INDIANAPOLIS — The Winchester 400 has a birthday this year, a milestone worthy of celebration.
It’s the 50th running of the stock car classic on the high banks of Indiana’s Winchester Speedway, an event that was instrumental in the birth of modern short-track, stock car racing.
For those of us who have experienced the “400 weekend,” there is something special about the Winchester 400. What is especially interesting is that the magic was present from day one.
When the first race was run in 1970, the concept of drawing regional racers to a big track for a long, high-paying race was just a theory. “These guys don’t travel,” skeptics insisted. But several key players had the determination and vision to make it work.
Autumn 1970: A seminal moment in short-track racing history.
Rex Robbins was an aspiring promoter and undying advocate of racing. He was searching for a formula that could attract racers, fans and media attention and thereby grow the sport. His early efforts involved sprint cars at Anderson Speedway (then Sun Valley Speedway), but Robbins soon sensed stock car events could draw more cars and fans.
Roger Holdeman was the new owner of Winchester Speedway, a headstrong man who purchased the historic venue in May 1970 just as it seemed the track’s luster had begun to dull. Determined to make it work, Holdeman faced a $3,500 balloon payment at the end of the 1970 season that was a make-or-break proposition.
Ed Friddle — “Big Ed” — was a local entrepreneur with a passion for racing who a few years earlier served as crew chief on the ARCA team fielded by Robbins. Friddle dreamed of a major stock car event that could bring together drivers from throughout the Midwest for a “showdown.” But he needed a track and partners.
Friddle approached Robbins about a 500-lap stock car race at Winchester. Robbins laughed; Winchester is a sprint car track, he insisted. “You ought to try Dayton Speedway,” he suggested.
Undeterred, Friddle pressed Robbins on the topic. A “natural born salesman,” according to Robbins, Friddle finally convinced Robbins that the idea had potential.
But what about Holdeman? Would he go for the idea? A few months earlier he scoffed when Robbins suggested they try some stock car races on the historic high-banked half-mile.
“I don’t want anything to do with those damned stock cars,” Holdeman insisted. As a compromise, Robbins convinced Holdeman to partner with him for a couple of stock car races in August and September 1970, with Robbins getting the gate money and Holdeman the concessions.

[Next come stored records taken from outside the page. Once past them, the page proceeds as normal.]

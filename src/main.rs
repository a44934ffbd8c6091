//! steplog CLI

use std::path::{Path, PathBuf};

use anyhow::{bail, Context, Result};
use clap::{Args, Parser, Subcommand};
use serde::Serialize;
use tracing_subscriber::filter::LevelFilter;
use tracing_subscriber::EnvFilter;

use steplog::config::AnalysisConfig;
use steplog::distance::{frechet_distance, GaussianSummary};
use steplog::report::{self, validate_pairs, validate_runs, Report, RunFiles};

#[derive(Parser)]
#[command(name = "steplog")]
#[command(about = "steplog - analytics for sparse step-indexed training logs")]
#[command(version)]
struct Cli {
    /// Log verbosity level (trace, debug, info, warn, error); RUST_LOG overrides
    #[arg(long, global = true, default_value = "warn")]
    log_level: tracing::Level,

    /// Analysis config (JSON); flags below override individual fields
    #[arg(long, global = true)]
    config: Option<PathBuf>,

    /// Output file for the report (pretty JSON). Defaults to stdout.
    #[arg(short, long, global = true)]
    out: Option<PathBuf>,

    #[command(flatten)]
    overrides: Overrides,

    #[command(subcommand)]
    command: Commands,
}

#[derive(Args)]
struct Overrides {
    /// Metric key for training loss
    #[arg(long, global = true)]
    loss_key: Option<String>,

    /// Metric key for the mean absolute gradient
    #[arg(long, global = true)]
    grad_key: Option<String>,

    /// Metric key for the Hutchinson trace mean
    #[arg(long, global = true)]
    curv_key: Option<String>,

    /// Metric key for the Hutchinson trace std
    #[arg(long, global = true)]
    curv_std_key: Option<String>,

    /// Metric key for FID
    #[arg(long, global = true)]
    fid_key: Option<String>,

    /// Metric key for the mean sampled SNR
    #[arg(long, global = true)]
    snr_key: Option<String>,

    /// Moving-average window for curvature
    #[arg(long, global = true)]
    smooth_window: Option<usize>,

    /// Last step of the early-phase view
    #[arg(long, global = true)]
    early_max_step: Option<i64>,
}

#[derive(Args)]
struct RunsArgs {
    /// Log files, one per run (or loss/results pairs for paired commands)
    #[arg(required = true)]
    paths: Vec<PathBuf>,

    /// Run names, one per run
    #[arg(long, num_args = 1.., required = true)]
    names: Vec<String>,
}

#[derive(Subcommand)]
enum Commands {
    /// Loss and gradient norms against step
    GradStats(RunsArgs),
    /// Curvature diagnostics of one run
    Curvature {
        /// Training log
        path: PathBuf,
        /// Run name (default: file stem)
        #[arg(long)]
        name: Option<String>,
    },
    /// Smoothed curvature of several runs on one axis
    CurvatureOverlay(RunsArgs),
    /// Curvature at each FID milestone
    CurvatureVsFid(RunsArgs),
    /// Unweighted and weight-curve-weighted per-timestep loss
    EffectiveLoss(RunsArgs),
    /// Logged weight curves on a normalised timestep axis
    WeightCurves(RunsArgs),
    /// Last logged per-timestep loss profile
    PerTProfile(RunsArgs),
    /// Loss, FID, gradient and curvature against step (loss/results pairs)
    StepCurves(RunsArgs),
    /// FID against approximate wall time (loss/results pairs)
    WalltimeFid {
        #[command(flatten)]
        runs: RunsArgs,
        /// Report time in minutes instead of seconds
        #[arg(long)]
        minutes: bool,
    },
    /// Gradient norm and curvature against mean SNR, per record
    SnrGeometry(RunsArgs),
    /// Early-phase, weight-curve and sampled-timestep diagnostics of one run
    MinsnrDiagnostics {
        /// Training log
        path: PathBuf,
        /// Run name (default: file stem)
        #[arg(long)]
        name: Option<String>,
    },
    /// Fréchet distance between two reference-statistics files
    Fid {
        /// First statistics file ({"mu": [..], "sigma": [[..]]})
        a: PathBuf,
        /// Second statistics file
        b: PathBuf,
    },
}

fn main() -> Result<()> {
    let cli = Cli::parse();

    let filter = EnvFilter::builder()
        .with_default_directive(LevelFilter::from_level(cli.log_level).into())
        .from_env_lossy();
    tracing_subscriber::fmt()
        .with_env_filter(filter)
        .with_target(false)
        .with_writer(std::io::stderr)
        .init();

    run(cli)
}

/// Dispatch a parsed command. Run arguments are validated before the config
/// or any log is read.
fn run(cli: Cli) -> Result<()> {
    let load = || load_config(cli.config.as_deref(), &cli.overrides);
    let out = cli.out.as_deref();

    match cli.command {
        Commands::GradStats(args) => {
            let runs = validate_runs(&args.paths, &args.names)?;
            finish(out, &report::grad_stats(&runs, &load()?))
        }
        Commands::Curvature { path, name } => {
            let run = single_run(path, name);
            finish(out, &report::curvature(&run, &load()?)?)
        }
        Commands::CurvatureOverlay(args) => {
            let runs = validate_runs(&args.paths, &args.names)?;
            finish(out, &report::curvature_overlay(&runs, &load()?))
        }
        Commands::CurvatureVsFid(args) => {
            let runs = validate_runs(&args.paths, &args.names)?;
            finish(out, &report::curvature_vs_fid(&runs, &load()?))
        }
        Commands::EffectiveLoss(args) => {
            let runs = validate_runs(&args.paths, &args.names)?;
            finish(out, &report::effective_loss(&runs, &load()?))
        }
        Commands::WeightCurves(args) => {
            let runs = validate_runs(&args.paths, &args.names)?;
            finish(out, &report::weight_curves(&runs, &load()?))
        }
        Commands::PerTProfile(args) => {
            let runs = validate_runs(&args.paths, &args.names)?;
            finish(out, &report::per_t_profile(&runs, &load()?))
        }
        Commands::StepCurves(args) => {
            let runs = validate_pairs(&args.paths, &args.names)?;
            finish(out, &report::step_curves(&runs, &load()?))
        }
        Commands::WalltimeFid { runs, minutes } => {
            let runs = validate_pairs(&runs.paths, &runs.names)?;
            finish(out, &report::walltime_fid(&runs, &load()?, minutes))
        }
        Commands::SnrGeometry(args) => {
            let runs = validate_runs(&args.paths, &args.names)?;
            finish(out, &report::snr_geometry(&runs, &load()?))
        }
        Commands::MinsnrDiagnostics { path, name } => {
            let run = single_run(path, name);
            finish(out, &report::minsnr_diagnostics(&run, &load()?)?)
        }
        Commands::Fid { a, b } => cmd_fid(&a, &b, out),
    }
}

fn load_config(path: Option<&Path>, overrides: &Overrides) -> Result<AnalysisConfig> {
    let mut config = match path {
        Some(path) => AnalysisConfig::load_json(path)
            .with_context(|| format!("reading config {}", path.display()))?,
        None => AnalysisConfig::default(),
    };
    let keys = &mut config.keys;
    if let Some(key) = &overrides.loss_key {
        keys.loss.clone_from(key);
    }
    if let Some(key) = &overrides.grad_key {
        keys.grad_abs_mean.clone_from(key);
    }
    if let Some(key) = &overrides.curv_key {
        keys.curvature_mean.clone_from(key);
    }
    if let Some(key) = &overrides.curv_std_key {
        keys.curvature_std.clone_from(key);
    }
    if let Some(key) = &overrides.fid_key {
        keys.fid.clone_from(key);
    }
    if let Some(key) = &overrides.snr_key {
        keys.snr_mean.clone_from(key);
    }
    if let Some(window) = overrides.smooth_window {
        config.smooth_window = window;
    }
    if let Some(step) = overrides.early_max_step {
        config.early_max_step = step;
    }
    Ok(config)
}

fn single_run(path: PathBuf, name: Option<String>) -> RunFiles {
    let name = name.unwrap_or_else(|| {
        path.file_stem()
            .map_or_else(|| "run".to_string(), |s| s.to_string_lossy().into_owned())
    });
    RunFiles::new(name, path)
}

fn finish<T: Serialize>(out: Option<&Path>, report: &Report<T>) -> Result<()> {
    write_json(out, report)?;
    if report.all_skipped() {
        bail!("{}: every run was skipped (see warnings above)", report.kind());
    }
    Ok(())
}

fn cmd_fid(a: &Path, b: &Path, out: Option<&Path>) -> Result<()> {
    let first = GaussianSummary::load_json(a).with_context(|| format!("reading {}", a.display()))?;
    let second = GaussianSummary::load_json(b).with_context(|| format!("reading {}", b.display()))?;
    let fid = frechet_distance(&first, &second)?;
    write_json(
        out,
        &serde_json::json!({
            "a": a.display().to_string(),
            "b": b.display().to_string(),
            "dim": first.dim(),
            "fid": fid,
        }),
    )
}

fn write_json<T: Serialize + ?Sized>(out: Option<&Path>, value: &T) -> Result<()> {
    let text = serde_json::to_string_pretty(value)?;
    if let Some(path) = out {
        if let Some(parent) = path.parent().filter(|p| !p.as_os_str().is_empty()) {
            std::fs::create_dir_all(parent)
                .with_context(|| format!("creating {}", parent.display()))?;
        }
        std::fs::write(path, text).with_context(|| format!("writing {}", path.display()))?;
        tracing::info!(path = %path.display(), "wrote report");
    } else {
        println!("{text}");
    }
    Ok(())
}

The events were successful, but not by a runaway. Still, Holdeman took note and softened his position. Maybe that balloon payment coming due in a few months was in the back of his mind.
With urging from Robbins, Holdeman agreed to try a major stock car race on Sunday, Oct. 4. At the insistence of Robbins, they compromised and set the race length at 400 laps. Friddle, who had a traveling sales route representing various automotive products, talked Dri-Powr — an oil additive — into throwing some money their way as sponsorship.
The Dri-Powr 400 was real.
History smiled upon the three men — and really, the entire sport — when a big crowd ignored the chilly morning temperatures that October day and flocked to Winchester. The 400 was a success by every measure, and everyone — racers, fans, media people, even the race officials — left the track that evening on a tidal wave of enthusiasm.
Fort Wayne’s Dave Sorg was the winner and it’s unlikely anyone could have realized in the moment that history was being defined, right before their eyes.
Robbins used the event as a stepping-stone to launching the American Speed Ass’n, one of the most successful and influential racing series in history. Friddle built a thriving business — Car Brite — that prospered for many years. Holdeman cleared more than $7,000 on that fateful Sunday, covering the balloon payment and keeping Winchester Speedway alive and well.
Robbins, Holdeman and Friddle have all left us, unfortunately. But there is no doubt that when the 50th running of the Lucas Oil Winchester 400 presented by JEGS gets underway on Sunday, Oct. 17, three smiling pioneers will be looking down upon the scene, proud their dream still creates a tidal wave of enthusiasm.